Characterising Bias in Compressed Models
Sara Hooker, Nyalleng Moorosi, Gregory Clark, Samy Bengio, Emily Denton
TL;DR
This work reveals that neural network compression via pruning and quantization preserves aggregate accuracy while disproportionately harming a small subset of instances, exposing or amplifying algorithmic bias. It introduces Compression Identified Exemplars (CIE) as an attribute-agnostic tool to surface challenging cases for human auditing, even when protected attribute labels are scarce. By defining Modal CIE and Taxicab CIE, the authors provide unsupervised means to rank and surface CIEs, showing these exemplars are substantially harder for both compressed and non-compressed systems. The findings argue for integrating CIE-based auditing into deployment pipelines to mitigate fairness risks in resource-constrained settings, with practical implications for domains like hiring, healthcare, and security.
Abstract
The popularity and widespread use of pruning and quantization is driven by the severe resource constraints of deploying deep neural networks to environments with strict latency, memory and energy requirements. These techniques achieve high levels of compression with negligible impact on top-line metrics (top-1 and top-5 accuracy).
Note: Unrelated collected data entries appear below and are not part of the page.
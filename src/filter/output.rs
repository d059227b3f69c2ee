use crate::types::{Mat2, Mat5, Real, Vec2, Vec5};
use crate::{BoundaryError, BoundaryResult};

/// The result of one filter run: one entry per processed hit in each sequence.
#[derive(Debug, Clone, Default, PartialEq)]
pub struct FilterOutput {
    /// Estimated track parameters.
    pub state_vectors: Vec<Vec5>,
    /// Covariance of the estimated track parameters.
    pub covariances: Vec<Mat5>,
    /// Covariance of the residuals.
    pub residual_covariances: Vec<Mat2>,
    /// Residuals between measured hits and the estimate.
    pub residual_vectors: Vec<Vec2>,
}

impl FilterOutput {
    /// Initializes a new [`FilterOutput`] with room for `capacity` entries per sequence.
    pub fn with_capacity(capacity: usize) -> Self {
        Self {
            state_vectors: Vec::with_capacity(capacity),
            covariances: Vec::with_capacity(capacity),
            residual_covariances: Vec::with_capacity(capacity),
            residual_vectors: Vec::with_capacity(capacity),
        }
    }

    /// Appends one entry to every sequence.
    pub fn push(&mut self, state: Vec5, covariance: Mat5, residual_covariance: Mat2, residual: Vec2) {
        self.state_vectors.push(state);
        self.covariances.push(covariance);
        self.residual_covariances.push(residual_covariance);
        self.residual_vectors.push(residual);
    }

    /// Returns the number of entries, provided all sequences agree on it.
    pub fn entry_count(&self) -> BoundaryResult<usize> {
        let len = self.state_vectors.len();
        if self.covariances.len() != len
            || self.residual_covariances.len() != len
            || self.residual_vectors.len() != len
        {
            return Err(BoundaryError::InconsistentOutput {
                state_vectors: self.state_vectors.len(),
                covariances: self.covariances.len(),
                residual_covariances: self.residual_covariances.len(),
                residual_vectors: self.residual_vectors.len(),
            });
        }
        Ok(len)
    }

    /// Flattens every sequence into one contiguous column-major buffer.
    pub fn to_flat(&self) -> BoundaryResult<FlatOutput> {
        let len = self.entry_count()?;
        Ok(FlatOutput {
            len,
            state_vectors: flatten(&self.state_vectors, |v| v.as_slice()),
            covariances: flatten(&self.covariances, |m| m.as_slice()),
            residual_covariances: flatten(&self.residual_covariances, |m| m.as_slice()),
            residual_vectors: flatten(&self.residual_vectors, |v| v.as_slice()),
        })
    }
}

/// A [`FilterOutput`] laid out as four flat buffers of doubles.
///
/// Entry `i` of a sequence whose blocks hold `n` values occupies `[i * n, (i + 1) * n)`.
#[derive(Debug, Clone, PartialEq)]
pub struct FlatOutput {
    /// Number of entries in each sequence.
    pub len: usize,
    /// `len` blocks of 5 values.
    pub state_vectors: Vec<Real>,
    /// `len` blocks of 25 values, column-major.
    pub covariances: Vec<Real>,
    /// `len` blocks of 4 values, column-major.
    pub residual_covariances: Vec<Real>,
    /// `len` blocks of 2 values.
    pub residual_vectors: Vec<Real>,
}

fn flatten<M, F>(items: &[M], as_slice: F) -> Vec<Real>
where
    F: Fn(&M) -> &[Real],
{
    items.iter().flat_map(|m| as_slice(m).iter().copied()).collect()
}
However, overall accuracy hides disproportionately high errors on a small subset of examples; we call this subset Compression Identified Exemplars (CIE). We further establish that for CIE examples, compression amplifies existing algorithmic bias. Pruning disproportionately impacts performance on underrepresented features, which often coincides with considerations of fairness. Given that CIE is a relatively small subset but a great contributor of error in the model, we propose its use as a human-in-the-loop auditing tool to surface a tractable subset of the dataset for further inspection or annotation by a domain expert. We provide qualitative and quantitative support that CIE surfaces the most challenging examples in the data distribution for human-in-the-loop auditing.